## Task material
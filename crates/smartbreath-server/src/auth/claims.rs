//! JWT claims structure for SmartBreath auth.

use serde::{Deserialize, Serialize};

/// `role` claim value for human accounts.
pub const ROLE_USER: &str = "user";

/// `role` claim value for the privileged ingestion/polling credential class.
pub const ROLE_SERVICE: &str = "service";

/// JWT claims embedded in access tokens.
#[derive(Debug, Clone, Serialize, Deserialize)]
pub struct Claims {
    /// JWT ID (unique per token).
    pub jti: String,
    /// Subject (user ID, or a client ID for service credentials).
    pub sub: String,
    /// Human-readable principal label (username or client name).
    pub username: String,
    /// Principal class: "user" or "service".
    pub role: String,
    /// Issued at (unix timestamp).
    pub iat: i64,
    /// Expiration (unix timestamp).
    pub exp: i64,
    /// Token type: "access" or "refresh".
    pub token_type: String,
}

impl Claims {
    pub fn is_access(&self) -> bool {
        self.token_type == "access"
    }

    pub fn is_refresh(&self) -> bool {
        self.token_type == "refresh"
    }

    pub fn is_service(&self) -> bool {
        self.role == ROLE_SERVICE
    }
}
use std::sync::Arc;

use eframe::egui::{self, Align, Context, Layout, RichText, Vec2};
use tracing::warn;

use crate::config::Settings;

use super::super::projector::SessionView;
use super::super::render_utils::banner_color;
use super::super::session::ScanSession;
use super::super::{ProjectionCache, ViewModel, ViewScratch};

impl ViewModel {
    pub(in crate::app) fn new(settings: &Settings) -> Self {
        Self {
            session: ScanSession::new(settings.session_options()),
            target_input: settings.target.clone(),
            ports_input: settings.ports.clone(),
            search: String::new(),
            selected: None,
            pan: Vec2::ZERO,
            zoom: 1.0,
            live_physics: true,
            show_quadtree_overlay: false,
            dragging: None,
            notice: None,
            pending_requests: Vec::new(),
            projection_cache: None,
            search_match_cache: None,
            view_scratch: ViewScratch::default(),
        }
    }

    /// Projection of the current session, recomputed only when the session
    /// revision moved.
    pub(in crate::app) fn current_view(&mut self) -> Arc<SessionView> {
        let revision = self.session.revision();
        if let Some(cache) = &self.projection_cache
            && cache.revision == revision
        {
            return Arc::clone(&cache.view);
        }

        let view = Arc::new(self.session.project());
        self.projection_cache = Some(ProjectionCache {
            revision,
            view: Arc::clone(&view),
        });
        view
    }

    pub(in crate::app) fn show(&mut self, ctx: &Context, link_description: &str, connected: bool) {
        let view = self.current_view();
        if let Some(selected) = &self.selected
            && view.host(selected).is_none()
        {
            self.selected = None;
        }

        egui::TopBottomPanel::top("top_bar")
            .resizable(false)
            .show(ctx, |ui| {
                ui.horizontal(|ui| {
                    ui.heading("scan-topology");
                    ui.separator();
                    ui.label(
                        RichText::new(&view.banner.text)
                            .color(banner_color(view.banner.tone))
                            .strong(),
                    );
                    if let Some(target) = self.session.target() {
                        ui.label(format!("target: {target}"));
                    }
                    ui.label(format!("hosts: {}", view.hosts.len()));
                    ui.label(format!("links: {}", view.links.len()));
                    let annotations = self.session.annotations();
                    if !annotations.is_empty() {
                        ui.label(format!("ports: {}", annotations.len()));
                    }
                    if view.orphan_annotations > 0 {
                        ui.label(format!("pending hosts: {}", view.orphan_annotations));
                    }
                    ui.with_layout(Layout::right_to_left(Align::Center), |ui| {
                        let state = if connected { "connected" } else { "offline" };
                        ui.label(format!("driver: {link_description} ({state})"));
                    });
                });
            });

        egui::SidePanel::left("controls")
            .resizable(true)
            .default_width(320.0)
            .show(ctx, |ui| self.draw_controls(ui, &view));

        egui::SidePanel::right("details")
            .resizable(true)
            .default_width(380.0)
            .show(ctx, |ui| self.draw_details(ui, &view));

        egui::CentralPanel::default().show(ctx, |ui| {
            if self.session.graph().is_empty() {
                let scanning = self.session.phase().is_active();
                ui.vertical_centered(|ui| {
                    ui.add_space(120.0);
                    ui.heading(if scanning {
                        "Waiting for hosts..."
                    } else {
                        "No hosts discovered yet"
                    });
                    if scanning {
                        ui.add_space(8.0);
                        ui.spinner();
                    }
                });
            } else {
                self.draw_graph(ui, &view);
            }
        });
    }

    pub(in crate::app) fn request_start(&mut self) {
        match self
            .session
            .request_start(&self.target_input, &self.ports_input)
        {
            Ok(request) => {
                self.notice = None;
                self.selected = None;
                self.dragging = None;
                self.pan = Vec2::ZERO;
                self.pending_requests.push(request);
            }
            Err(error) => {
                warn!(%error, "start request rejected");
                self.notice = Some(error.to_string());
            }
        }
    }

    pub(in crate::app) fn request_stop(&mut self) {
        match self.session.request_stop() {
            Ok(request) => self.pending_requests.push(request),
            Err(error) => warn!(%error, "stop request rejected"),
        }
    }

    pub(in crate::app) fn set_selected(&mut self, selected: Option<String>) {
        if self.selected != selected {
            self.selected = selected;
        }
    }
}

## Your task
Extract the entries above verbatim.

## Response to this exercise
filename crates/smartbreath-server/src/auth/claims.rs
//! JWT claims structure for SmartBreath auth.

use serde::{Deserialize, Serialize};

/// `role` claim value for human accounts.
pub const ROLE_USER: &str = "user";

/// `role` claim value for the privileged ingestion/polling credential class.
pub const ROLE_SERVICE: &str = "service";

/// JWT claims embedded in access tokens.
#[derive(Debug, Clone, Serialize, Deserialize)]
pub struct Claims {
    /// JWT ID (unique per token).
    pub jti: String,
    /// Subject (user ID, or a client ID for service credentials).
    pub sub: String,
    /// Human-readable principal label (username or client name).
    pub username: String,
    /// Principal class: "user" or "service".
    pub role: String,
    /// Issued at (unix timestamp).
    pub iat: i64,
    /// Expiration (unix timestamp).
    pub exp: i64,
    /// Token type: "access" or "refresh".
    pub token_type: String,
}

impl Claims {
    pub fn is_access(&self) -> bool {
        self.token_type == "access"
    }

    pub fn is_refresh(&self) -> bool {
        self.token_type == "refresh"
    }

    pub fn is_service(&self) -> bool {
        self.role == ROLE_SERVICE
    }
}
use std::sync::Arc;

use eframe::egui::{self, Align, Context, Layout, RichText, Vec2};
use tracing::warn;

use crate::config::Settings;

use super::super::projector::SessionView;
use super::super::render_utils::banner_color;
use super::super::session::ScanSession;
use super::super::{ProjectionCache, ViewModel, ViewScratch};

impl ViewModel {
    pub(in crate::app) fn new(settings: &Settings) -> Self {
        Self {
            session: ScanSession::new(settings.session_options()),
            target_input: settings.target.clone(),
            ports_input: settings.ports.clone(),
            search: String::new(),
            selected: None,
            pan: Vec2::ZERO,
            zoom: 1.0,
            live_physics: true,
            show_quadtree_overlay: false,
            dragging: None,
            notice: None,
            pending_requests: Vec::new(),
            projection_cache: None,
            search_match_cache: None,
            view_scratch: ViewScratch::default(),
        }
    }

    /// Projection of the current session, recomputed only when the session
    /// revision moved.
    pub(in crate::app) fn current_view(&mut self) -> Arc<SessionView> {
        let revision = self.session.revision();
        if let Some(cache) = &self.projection_cache
            && cache.revision == revision
        {
            return Arc::clone(&cache.view);
        }

        let view = Arc::new(self.session.project());
        self.projection_cache = Some(ProjectionCache {
            revision,
            view: Arc::clone(&view),
        });
        view
    }

    pub(in crate::app) fn show(&mut self, ctx: &Context, link_description: &str, connected: bool) {
        let view = self.current_view();
        if let Some(selected) = &self.selected
            && view.host(selected).is_none()
        {
            self.selected = None;
        }

        egui::TopBottomPanel::top("top_bar")
            .resizable(false)
            .show(ctx, |ui| {
                ui.horizontal(|ui| {
                    ui.heading("scan-topology");
                    ui.separator();
                    ui.label(
                        RichText::new(&view.banner.text)
                            .color(banner_color(view.banner.tone))
                            .strong(),
                    );
                    if let Some(target) = self.session.target() {
                        ui.label(format!("target: {target}"));
                    }
                    ui.label(format!("hosts: {}", view.hosts.len()));
                    ui.label(format!("links: {}", view.links.len()));
                    let annotations = self.session.annotations();
                    if !annotations.is_empty() {
                        ui.label(format!("ports: {}", annotations.len()));
                    }
                    if view.orphan_annotations > 0 {
                        ui.label(format!("pending hosts: {}", view.orphan_annotations));
                    }
                    ui.with_layout(Layout::right_to_left(Align::Center), |ui| {
                        let state = if connected { "connected" } else { "offline" };
                        ui.label(format!("driver: {link_description} ({state})"));
                    });
                });
            });

        egui::SidePanel::left("controls")
            .resizable(true)
            .default_width(320.0)
            .show(ctx, |ui| self.draw_controls(ui, &view));

        egui::SidePanel::right("details")
            .resizable(true)
            .default_width(380.0)
            .show(ctx, |ui| self.draw_details(ui, &view));

        egui::CentralPanel::default().show(ctx, |ui| {
            if self.session.graph().is_empty() {
                let scanning = self.session.phase().is_active();
                ui.vertical_centered(|ui| {
                    ui.add_space(120.0);
                    ui.heading(if scanning {
                        "Waiting for hosts..."
                    } else {
                        "No hosts discovered yet"
                    });
                    if scanning {
                        ui.add_space(8.0);
                        ui.spinner();
                    }
                });
            } else {
                self.draw_graph(ui, &view);
            }
        });
    }

    pub(in crate::app) fn request_start(&mut self) {
        match self
            .session
            .request_start(&self.target_input, &self.ports_input)
        {
            Ok(request) => {
                self.notice = None;
                self.selected = None;
                self.dragging = None;
                self.pan = Vec2::ZERO;
                self.pending_requests.push(request);
            }
            Err(error) => {
                warn!(%error, "start request rejected");
                self.notice = Some(error.to_string());
            }
        }
    }

    pub(in crate::app) fn request_stop(&mut self) {
        match self.session.request_stop() {
            Ok(request) => self.pending_requests.push(request),
            Err(error) => warn!(%error, "stop request rejected"),
        }
    }

    pub(in crate::app) fn set_selected(&mut self, selected: Option<String>) {
        if self.selected != selected {
            self.selected = selected;
        }
    }
}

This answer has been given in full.